Spätestens mit „Tante Julia und der Kunstschreiber“ (1985) hat dieser – zumindest für Vargas Llosas Primärliteratur prägende – Rückzug ins Private begonnen. In dem höchst elegant und heiter erzählten Roman verarbeitet Vargas Llosa, der als Neunzehnjähriger eine 14 Jahre ältere Verwandte geehelicht hatte (in zweiter Ehe heiratete er eine Kusine), seine amourösen und beruflichen Anfänge.
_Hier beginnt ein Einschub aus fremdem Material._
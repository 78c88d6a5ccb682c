use serde::{Deserialize, Serialize};
use std::fmt;
use std::str::FromStr;

use crate::error::CoreError;

/// FeatureArea is a VyOS configuration domain with its own command family
#[derive(Debug, Clone, Copy, PartialEq, Eq, Hash, PartialOrd, Ord, Serialize, Deserialize)]
#[serde(rename_all = "kebab-case")]
pub enum FeatureArea {
    RouteMap,
    LocalRoute,
    PrefixList,
    StaticRoute,
    Firewall,
}

impl FeatureArea {
    pub const ALL: [FeatureArea; 5] = [
        FeatureArea::RouteMap,
        FeatureArea::LocalRoute,
        FeatureArea::PrefixList,
        FeatureArea::StaticRoute,
        FeatureArea::Firewall,
    ];

    pub fn as_str(&self) -> &'static str {
        match self {
            FeatureArea::RouteMap => "route-map",
            FeatureArea::LocalRoute => "local-route",
            FeatureArea::PrefixList => "prefix-list",
            FeatureArea::StaticRoute => "static-route",
            FeatureArea::Firewall => "firewall",
        }
    }
}

impl fmt::Display for FeatureArea {
    fn fmt(&self, f: &mut fmt::Formatter<'_>) -> fmt::Result {
        f.write_str(self.as_str())
    }
}

impl FromStr for FeatureArea {
    type Err = CoreError;

    fn from_str(s: &str) -> Result<Self, Self::Err> {
        FeatureArea::ALL
            .into_iter()
            .find(|area| area.as_str() == s)
            .ok_or_else(|| CoreError::UnsupportedFeatureArea(s.to_string()))
    }
}

/// Operation names one rendering entry point within a feature area
#[derive(Debug, Clone, Copy, PartialEq, Eq, Hash, Serialize, Deserialize)]
#[serde(rename_all = "snake_case")]
pub enum Operation {
    AddRule,
    RemoveRule,
    SetDescription,
    SetDefaultAction,
    RemovePolicy,
    AddRoute,
    RemoveRoute,
}

impl Operation {
    pub fn as_str(&self) -> &'static str {
        match self {
            Operation::AddRule => "add_rule",
            Operation::RemoveRule => "remove_rule",
            Operation::SetDescription => "set_description",
            Operation::SetDefaultAction => "set_default_action",
            Operation::RemovePolicy => "remove_policy",
            Operation::AddRoute => "add_route",
            Operation::RemoveRoute => "remove_route",
        }
    }
}

impl fmt::Display for Operation {
    fn fmt(&self, f: &mut fmt::Formatter<'_>) -> fmt::Result {
        f.write_str(self.as_str())
    }
}

/// Permit/deny action shared by route-map and prefix-list rules
#[derive(Debug, Clone, Copy, PartialEq, Eq, Serialize, Deserialize)]
#[serde(rename_all = "lowercase")]
pub enum RuleAction {
    Permit,
    Deny,
}

impl RuleAction {
    pub fn as_str(&self) -> &'static str {
        match self {
            RuleAction::Permit => "permit",
            RuleAction::Deny => "deny",
        }
    }
}

// ── Route-map ────────────────────────────────────────────────────

#[derive(Debug, Clone, Copy, PartialEq, Eq, Serialize, Deserialize)]
#[serde(rename_all = "lowercase")]
pub enum RpkiState {
    Valid,
    Invalid,
    Notfound,
}

impl RpkiState {
    pub fn as_str(&self) -> &'static str {
        match self {
            RpkiState::Valid => "valid",
            RpkiState::Invalid => "invalid",
            RpkiState::Notfound => "notfound",
        }
    }
}

/// A single route-map match condition. Clauses render in list order.
#[derive(Debug, Clone, PartialEq, Eq, Serialize, Deserialize)]
#[serde(tag = "type", content = "value", rename_all = "snake_case")]
pub enum MatchClause {
    PrefixList(String),
    PrefixList6(String),
    AsPath(String),
    CommunityList(String),
    LargeCommunityList(String),
    Interface(String),
    Metric(u32),
    Peer(String),
    Tag(u32),
    Rpki(RpkiState),
}

#[derive(Debug, Clone, Copy, PartialEq, Eq, Serialize, Deserialize)]
#[serde(rename_all = "lowercase")]
pub enum CommunityMode {
    Add,
    Replace,
    Delete,
    #[serde(rename = "none")]
    Clear,
}

/// Community manipulation; `values` is ignored for `none`
#[derive(Debug, Clone, PartialEq, Eq, Serialize, Deserialize)]
pub struct CommunityAction {
    pub mode: CommunityMode,
    #[serde(default)]
    pub values: Vec<String>,
}

/// A single route-map set action. Clauses render in list order.
#[derive(Debug, Clone, PartialEq, Eq, Serialize, Deserialize)]
#[serde(tag = "type", content = "value", rename_all = "snake_case")]
pub enum SetClause {
    LocalPreference(u32),
    Metric(String),
    AsPathPrepend(String),
    IpNextHop(String),
    Tag(u32),
    Weight(u32),
    Community(CommunityAction),
    LargeCommunity(CommunityAction),
}

#[derive(Debug, Clone, Copy, PartialEq, Eq, Serialize, Deserialize)]
#[serde(rename_all = "snake_case")]
pub enum OnMatch {
    Next,
    Goto(u32),
}

#[derive(Debug, Clone, PartialEq, Eq, Serialize, Deserialize)]
pub struct RouteMapRule {
    pub name: String,
    pub rule: u32,
    pub action: RuleAction,
    #[serde(default, skip_serializing_if = "Option::is_none")]
    pub description: Option<String>,
    #[serde(default)]
    pub matches: Vec<MatchClause>,
    #[serde(default)]
    pub sets: Vec<SetClause>,
    #[serde(default, skip_serializing_if = "Option::is_none")]
    pub on_match: Option<OnMatch>,
    #[serde(default, skip_serializing_if = "Option::is_none")]
    pub call: Option<String>,
    #[serde(default, rename = "continue", skip_serializing_if = "Option::is_none")]
    pub continue_to: Option<u32>,
}

#[derive(Debug, Clone, PartialEq, Eq, Serialize, Deserialize)]
#[serde(tag = "op", rename_all = "snake_case")]
pub enum RouteMapIntent {
    AddRule(RouteMapRule),
    RemoveRule { name: String, rule: u32 },
    SetDescription { name: String, description: String },
    RemovePolicy { name: String },
}

// ── Local-route ──────────────────────────────────────────────────

/// Policy-based routing rule for locally originated traffic
#[derive(Debug, Clone, PartialEq, Eq, Serialize, Deserialize)]
pub struct LocalRouteRule {
    pub rule: u32,
    #[serde(default, skip_serializing_if = "Option::is_none")]
    pub table: Option<u32>,
    #[serde(default, skip_serializing_if = "Option::is_none")]
    pub vrf: Option<String>,
    #[serde(default, skip_serializing_if = "Option::is_none")]
    pub source: Option<String>,
    #[serde(default, skip_serializing_if = "Option::is_none")]
    pub destination: Option<String>,
    #[serde(default, skip_serializing_if = "Option::is_none")]
    pub inbound_interface: Option<String>,
    #[serde(default, skip_serializing_if = "Option::is_none")]
    pub fwmark: Option<u32>,
    #[serde(default, skip_serializing_if = "Option::is_none")]
    pub protocol: Option<String>,
}

#[derive(Debug, Clone, PartialEq, Eq, Serialize, Deserialize)]
#[serde(tag = "op", rename_all = "snake_case")]
pub enum LocalRouteIntent {
    AddRule(LocalRouteRule),
    RemoveRule { rule: u32 },
    RemovePolicy,
}

// ── Prefix-list ──────────────────────────────────────────────────

#[derive(Debug, Clone, PartialEq, Eq, Serialize, Deserialize)]
pub struct PrefixListRule {
    pub name: String,
    pub rule: u32,
    pub action: RuleAction,
    pub prefix: String,
    #[serde(default, skip_serializing_if = "Option::is_none")]
    pub ge: Option<u8>,
    #[serde(default, skip_serializing_if = "Option::is_none")]
    pub le: Option<u8>,
    #[serde(default, skip_serializing_if = "Option::is_none")]
    pub description: Option<String>,
    #[serde(default)]
    pub ipv6: bool,
}

#[derive(Debug, Clone, PartialEq, Eq, Serialize, Deserialize)]
#[serde(tag = "op", rename_all = "snake_case")]
pub enum PrefixListIntent {
    AddRule(PrefixListRule),
    RemoveRule {
        name: String,
        rule: u32,
        #[serde(default)]
        ipv6: bool,
    },
    SetDescription {
        name: String,
        description: String,
        #[serde(default)]
        ipv6: bool,
    },
    RemovePolicy {
        name: String,
        #[serde(default)]
        ipv6: bool,
    },
}

// ── Static route ─────────────────────────────────────────────────

#[derive(Debug, Clone, PartialEq, Eq, Serialize, Deserialize)]
pub struct NextHop {
    pub address: String,
    #[serde(default, skip_serializing_if = "Option::is_none")]
    pub distance: Option<u8>,
}

#[derive(Debug, Clone, PartialEq, Eq, Serialize, Deserialize)]
pub struct StaticRoute {
    pub prefix: String,
    #[serde(default)]
    pub next_hops: Vec<NextHop>,
    #[serde(default)]
    pub interfaces: Vec<String>,
    #[serde(default)]
    pub blackhole: bool,
    #[serde(default, skip_serializing_if = "Option::is_none")]
    pub distance: Option<u8>,
    #[serde(default, skip_serializing_if = "Option::is_none")]
    pub description: Option<String>,
}

impl StaticRoute {
    pub fn is_ipv6(&self) -> bool {
        self.prefix.contains(':')
    }
}

#[derive(Debug, Clone, PartialEq, Eq, Serialize, Deserialize)]
#[serde(tag = "op", rename_all = "snake_case")]
pub enum StaticRouteIntent {
    AddRoute(StaticRoute),
    RemoveRoute { prefix: String },
}

// ── Firewall ─────────────────────────────────────────────────────

#[derive(Debug, Clone, Copy, Default, PartialEq, Eq, Serialize, Deserialize)]
#[serde(rename_all = "lowercase")]
pub enum FirewallFamily {
    #[default]
    Ipv4,
    Ipv6,
}

#[derive(Debug, Clone, Copy, PartialEq, Eq, Serialize, Deserialize)]
#[serde(rename_all = "lowercase")]
pub enum FirewallAction {
    Accept,
    Drop,
    Reject,
    Return,
}

impl FirewallAction {
    pub fn as_str(&self) -> &'static str {
        match self {
            FirewallAction::Accept => "accept",
            FirewallAction::Drop => "drop",
            FirewallAction::Reject => "reject",
            FirewallAction::Return => "return",
        }
    }
}

#[derive(Debug, Clone, Copy, PartialEq, Eq, Serialize, Deserialize)]
#[serde(rename_all = "lowercase")]
pub enum ConnectionState {
    Established,
    Related,
    New,
    Invalid,
}

impl ConnectionState {
    pub fn as_str(&self) -> &'static str {
        match self {
            ConnectionState::Established => "established",
            ConnectionState::Related => "related",
            ConnectionState::New => "new",
            ConnectionState::Invalid => "invalid",
        }
    }
}

#[derive(Debug, Clone, PartialEq, Eq, Serialize, Deserialize)]
pub struct FirewallRule {
    pub name: String,
    #[serde(default)]
    pub family: FirewallFamily,
    pub rule: u32,
    pub action: FirewallAction,
    #[serde(default, skip_serializing_if = "Option::is_none")]
    pub description: Option<String>,
    #[serde(default, skip_serializing_if = "Option::is_none")]
    pub protocol: Option<String>,
    #[serde(default, skip_serializing_if = "Option::is_none")]
    pub source: Option<String>,
    #[serde(default, skip_serializing_if = "Option::is_none")]
    pub destination: Option<String>,
    #[serde(default, skip_serializing_if = "Option::is_none")]
    pub destination_port: Option<String>,
    #[serde(default)]
    pub states: Vec<ConnectionState>,
    #[serde(default)]
    pub log: bool,
}

#[derive(Debug, Clone, PartialEq, Eq, Serialize, Deserialize)]
#[serde(tag = "op", rename_all = "snake_case")]
pub enum FirewallIntent {
    AddRule(FirewallRule),
    RemoveRule {
        name: String,
        #[serde(default)]
        family: FirewallFamily,
        rule: u32,
    },
    SetDefaultAction {
        name: String,
        #[serde(default)]
        family: FirewallFamily,
        action: FirewallAction,
    },
    RemovePolicy {
        name: String,
        #[serde(default)]
        family: FirewallFamily,
    },
}

// ── Command model ────────────────────────────────────────────────

/// CommandModel is a version-independent configuration intent.
///
/// The variant is the feature area tag; the payload carries the operation and
/// its ordered parameters.
#[derive(Debug, Clone, PartialEq, Eq, Serialize, Deserialize)]
#[serde(tag = "area", content = "intent", rename_all = "kebab-case")]
pub enum CommandModel {
    RouteMap(RouteMapIntent),
    LocalRoute(LocalRouteIntent),
    PrefixList(PrefixListIntent),
    StaticRoute(StaticRouteIntent),
    Firewall(FirewallIntent),
}

impl CommandModel {
    pub fn feature_area(&self) -> FeatureArea {
        match self {
            CommandModel::RouteMap(_) => FeatureArea::RouteMap,
            CommandModel::LocalRoute(_) => FeatureArea::LocalRoute,
            CommandModel::PrefixList(_) => FeatureArea::PrefixList,
            CommandModel::StaticRoute(_) => FeatureArea::StaticRoute,
            CommandModel::Firewall(_) => FeatureArea::Firewall,
        }
    }

    pub fn operation(&self) -> Operation {
        match self {
            CommandModel::RouteMap(intent) => match intent {
                RouteMapIntent::AddRule(_) => Operation::AddRule,
                RouteMapIntent::RemoveRule { .. } => Operation::RemoveRule,
                RouteMapIntent::SetDescription { .. } => Operation::SetDescription,
                RouteMapIntent::RemovePolicy { .. } => Operation::RemovePolicy,
            },
            CommandModel::LocalRoute(intent) => match intent {
                LocalRouteIntent::AddRule(_) => Operation::AddRule,
                LocalRouteIntent::RemoveRule { .. } => Operation::RemoveRule,
                LocalRouteIntent::RemovePolicy => Operation::RemovePolicy,
            },
            CommandModel::PrefixList(intent) => match intent {
                PrefixListIntent::AddRule(_) => Operation::AddRule,
                PrefixListIntent::RemoveRule { .. } => Operation::RemoveRule,
                PrefixListIntent::SetDescription { .. } => Operation::SetDescription,
                PrefixListIntent::RemovePolicy { .. } => Operation::RemovePolicy,
            },
            CommandModel::StaticRoute(intent) => match intent {
                StaticRouteIntent::AddRoute(_) => Operation::AddRoute,
                StaticRouteIntent::RemoveRoute { .. } => Operation::RemoveRoute,
            },
            CommandModel::Firewall(intent) => match intent {
                FirewallIntent::AddRule(_) => Operation::AddRule,
                FirewallIntent::RemoveRule { .. } => Operation::RemoveRule,
                FirewallIntent::SetDefaultAction { .. } => Operation::SetDefaultAction,
                FirewallIntent::RemovePolicy { .. } => Operation::RemovePolicy,
            },
        }
    }

    /// Parse an operation body (`{"op": "...", ...}`) for the given feature area
    pub fn from_json(area: FeatureArea, body: serde_json::Value) -> Result<Self, CoreError> {
        let parsed = match area {
            FeatureArea::RouteMap => serde_json::from_value(body).map(CommandModel::RouteMap),
            FeatureArea::LocalRoute => serde_json::from_value(body).map(CommandModel::LocalRoute),
            FeatureArea::PrefixList => serde_json::from_value(body).map(CommandModel::PrefixList),
            FeatureArea::StaticRoute => {
                serde_json::from_value(body).map(CommandModel::StaticRoute)
            }
            FeatureArea::Firewall => serde_json::from_value(body).map(CommandModel::Firewall),
        };
        parsed.map_err(|e| CoreError::invalid(format!("{} intent: {}", area, e)))
    }
}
Und in „Lob der Stiefmutter“ (1989) treibt er die stets formvollendet als éducation sentimentale getarnte éducation érotique auf die Spitze – wobei seine „gepfefferten Verdorbenheiten“ nie grob im sprachgymnastischen Rapportieren sexualakrobatischer Höchstleistungen gipfeln, sondern stets ehenachttischtauglich bleiben.
Von dieser Tendenz zum Allzuleichten, mitunter Seichten hat sich das Werk Vargas Llosas nicht wieder erholt, auch wenn eher mechanistisch erzählte Romane wie „Das böse Mädchen“ (2005) als Ausreißer der Altherren-Erotik gelten dürften. Aber was macht das schon? Der Nobelpreis für Mario Vargas Llosa verführt dazu, ein äußerst lesbares und umfängliches Werk wieder zu entdecken: vom Gefälligen der späten Jahre über die entspannten Meisterleistungen der mittleren zurück zur grimmigen Größe, mit der Vargas Llosa einst begonnen hat.